== Directions for this task ==
Once you find the line with "#[cfg(test)]" in the entries below, return exactly every line from it through the line with "fn position(fen: &str)".

** Opening Records provided block **

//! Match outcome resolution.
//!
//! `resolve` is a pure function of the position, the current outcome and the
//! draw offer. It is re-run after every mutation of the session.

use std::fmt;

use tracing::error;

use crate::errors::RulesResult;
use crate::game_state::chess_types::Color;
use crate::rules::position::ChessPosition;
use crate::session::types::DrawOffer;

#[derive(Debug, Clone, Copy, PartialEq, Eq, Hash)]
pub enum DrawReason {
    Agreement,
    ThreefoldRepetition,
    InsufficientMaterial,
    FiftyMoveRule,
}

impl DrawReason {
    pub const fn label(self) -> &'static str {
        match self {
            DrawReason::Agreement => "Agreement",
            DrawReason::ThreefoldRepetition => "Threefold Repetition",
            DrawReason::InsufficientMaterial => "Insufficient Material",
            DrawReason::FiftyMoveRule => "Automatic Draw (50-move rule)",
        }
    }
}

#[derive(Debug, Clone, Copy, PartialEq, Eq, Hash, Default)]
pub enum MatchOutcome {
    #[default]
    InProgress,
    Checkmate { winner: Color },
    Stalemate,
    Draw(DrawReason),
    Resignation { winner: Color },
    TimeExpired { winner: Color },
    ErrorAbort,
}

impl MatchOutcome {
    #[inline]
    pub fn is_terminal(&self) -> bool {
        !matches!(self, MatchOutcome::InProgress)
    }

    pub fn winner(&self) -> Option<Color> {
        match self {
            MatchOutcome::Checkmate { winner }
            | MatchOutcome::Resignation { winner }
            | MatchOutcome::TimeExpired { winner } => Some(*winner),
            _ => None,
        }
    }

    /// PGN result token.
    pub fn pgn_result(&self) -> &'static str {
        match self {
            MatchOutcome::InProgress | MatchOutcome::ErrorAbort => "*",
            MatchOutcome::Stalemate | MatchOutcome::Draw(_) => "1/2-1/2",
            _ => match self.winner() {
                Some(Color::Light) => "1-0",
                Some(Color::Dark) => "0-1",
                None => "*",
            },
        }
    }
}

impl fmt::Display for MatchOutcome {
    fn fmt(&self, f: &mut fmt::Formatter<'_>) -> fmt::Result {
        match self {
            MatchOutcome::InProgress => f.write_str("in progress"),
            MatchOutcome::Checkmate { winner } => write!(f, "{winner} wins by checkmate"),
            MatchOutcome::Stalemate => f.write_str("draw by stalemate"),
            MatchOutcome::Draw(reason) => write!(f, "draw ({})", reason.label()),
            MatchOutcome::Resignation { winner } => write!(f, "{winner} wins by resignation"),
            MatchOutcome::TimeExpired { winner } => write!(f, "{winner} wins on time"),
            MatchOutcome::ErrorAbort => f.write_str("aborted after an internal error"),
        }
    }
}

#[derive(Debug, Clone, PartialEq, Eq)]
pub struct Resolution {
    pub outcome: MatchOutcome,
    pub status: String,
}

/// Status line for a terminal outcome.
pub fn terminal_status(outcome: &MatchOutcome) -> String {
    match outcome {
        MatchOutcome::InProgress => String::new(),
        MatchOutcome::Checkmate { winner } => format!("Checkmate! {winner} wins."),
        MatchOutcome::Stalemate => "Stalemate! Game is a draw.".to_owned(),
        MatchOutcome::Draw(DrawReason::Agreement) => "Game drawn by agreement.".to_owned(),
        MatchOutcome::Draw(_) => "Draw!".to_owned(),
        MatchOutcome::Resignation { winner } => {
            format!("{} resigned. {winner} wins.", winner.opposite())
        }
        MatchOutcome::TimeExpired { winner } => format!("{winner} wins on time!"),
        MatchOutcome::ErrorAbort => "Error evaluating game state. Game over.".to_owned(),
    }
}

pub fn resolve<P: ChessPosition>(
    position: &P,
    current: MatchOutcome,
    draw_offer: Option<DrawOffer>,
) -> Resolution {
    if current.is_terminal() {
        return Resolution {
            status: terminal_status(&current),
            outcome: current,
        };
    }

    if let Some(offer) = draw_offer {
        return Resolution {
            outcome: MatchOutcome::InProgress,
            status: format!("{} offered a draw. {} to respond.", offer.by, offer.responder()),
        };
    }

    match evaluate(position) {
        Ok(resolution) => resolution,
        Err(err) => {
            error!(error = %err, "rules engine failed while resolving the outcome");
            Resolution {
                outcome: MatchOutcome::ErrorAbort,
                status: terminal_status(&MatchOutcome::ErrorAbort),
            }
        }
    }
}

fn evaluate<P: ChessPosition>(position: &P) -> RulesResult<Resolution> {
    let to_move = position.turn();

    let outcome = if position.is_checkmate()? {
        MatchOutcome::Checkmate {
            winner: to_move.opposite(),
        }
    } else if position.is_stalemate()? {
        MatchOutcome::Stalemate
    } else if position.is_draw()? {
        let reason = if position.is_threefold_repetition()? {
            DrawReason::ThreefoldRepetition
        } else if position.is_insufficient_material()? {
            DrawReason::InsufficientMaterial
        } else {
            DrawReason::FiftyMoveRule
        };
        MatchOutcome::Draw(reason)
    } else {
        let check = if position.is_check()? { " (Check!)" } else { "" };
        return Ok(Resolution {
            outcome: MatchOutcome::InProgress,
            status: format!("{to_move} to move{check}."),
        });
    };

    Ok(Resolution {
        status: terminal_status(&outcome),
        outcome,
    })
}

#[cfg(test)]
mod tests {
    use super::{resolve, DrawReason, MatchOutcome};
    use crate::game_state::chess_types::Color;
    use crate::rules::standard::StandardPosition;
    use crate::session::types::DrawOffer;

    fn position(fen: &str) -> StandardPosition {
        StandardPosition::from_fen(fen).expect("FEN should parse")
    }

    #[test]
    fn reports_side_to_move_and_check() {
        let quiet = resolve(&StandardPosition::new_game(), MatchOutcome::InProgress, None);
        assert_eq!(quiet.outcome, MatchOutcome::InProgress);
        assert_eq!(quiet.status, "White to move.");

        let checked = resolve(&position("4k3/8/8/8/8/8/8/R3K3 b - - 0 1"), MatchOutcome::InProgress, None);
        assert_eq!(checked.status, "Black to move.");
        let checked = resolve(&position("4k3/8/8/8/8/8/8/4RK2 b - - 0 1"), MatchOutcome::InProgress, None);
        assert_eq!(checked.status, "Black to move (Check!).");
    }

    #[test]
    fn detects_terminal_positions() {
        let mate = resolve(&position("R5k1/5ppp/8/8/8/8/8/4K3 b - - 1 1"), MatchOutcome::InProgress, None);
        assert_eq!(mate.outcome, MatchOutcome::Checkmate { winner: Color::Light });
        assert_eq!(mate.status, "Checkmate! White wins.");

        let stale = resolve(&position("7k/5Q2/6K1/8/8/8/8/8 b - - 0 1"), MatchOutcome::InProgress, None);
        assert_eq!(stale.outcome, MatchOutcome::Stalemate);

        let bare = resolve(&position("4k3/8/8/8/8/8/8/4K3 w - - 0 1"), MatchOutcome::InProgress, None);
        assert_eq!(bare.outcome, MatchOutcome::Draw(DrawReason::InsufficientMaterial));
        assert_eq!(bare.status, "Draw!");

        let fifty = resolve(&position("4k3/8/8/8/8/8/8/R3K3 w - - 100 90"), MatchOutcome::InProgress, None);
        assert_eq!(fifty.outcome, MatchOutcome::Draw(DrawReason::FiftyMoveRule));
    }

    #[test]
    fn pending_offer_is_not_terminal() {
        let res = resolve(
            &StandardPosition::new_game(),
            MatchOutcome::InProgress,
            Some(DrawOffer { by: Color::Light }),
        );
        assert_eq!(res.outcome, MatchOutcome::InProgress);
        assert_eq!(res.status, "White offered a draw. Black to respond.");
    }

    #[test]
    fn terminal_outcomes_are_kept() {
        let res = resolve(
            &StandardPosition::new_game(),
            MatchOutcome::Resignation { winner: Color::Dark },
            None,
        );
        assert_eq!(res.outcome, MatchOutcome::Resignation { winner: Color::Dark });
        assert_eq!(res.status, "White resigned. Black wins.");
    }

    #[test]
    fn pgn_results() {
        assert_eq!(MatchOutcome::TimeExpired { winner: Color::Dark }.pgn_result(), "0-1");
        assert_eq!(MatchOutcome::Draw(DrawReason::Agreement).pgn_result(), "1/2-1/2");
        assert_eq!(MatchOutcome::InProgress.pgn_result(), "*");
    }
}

** Closing Records provided block **

== Task output ==
#[cfg(test)]
mod tests {
    use super::{resolve, DrawReason, MatchOutcome};
    use crate::game_state::chess_types::Color;
    use crate::rules::standard::StandardPosition;
    use crate::session::types::DrawOffer;

    fn position(fen: &str) -> StandardPosition {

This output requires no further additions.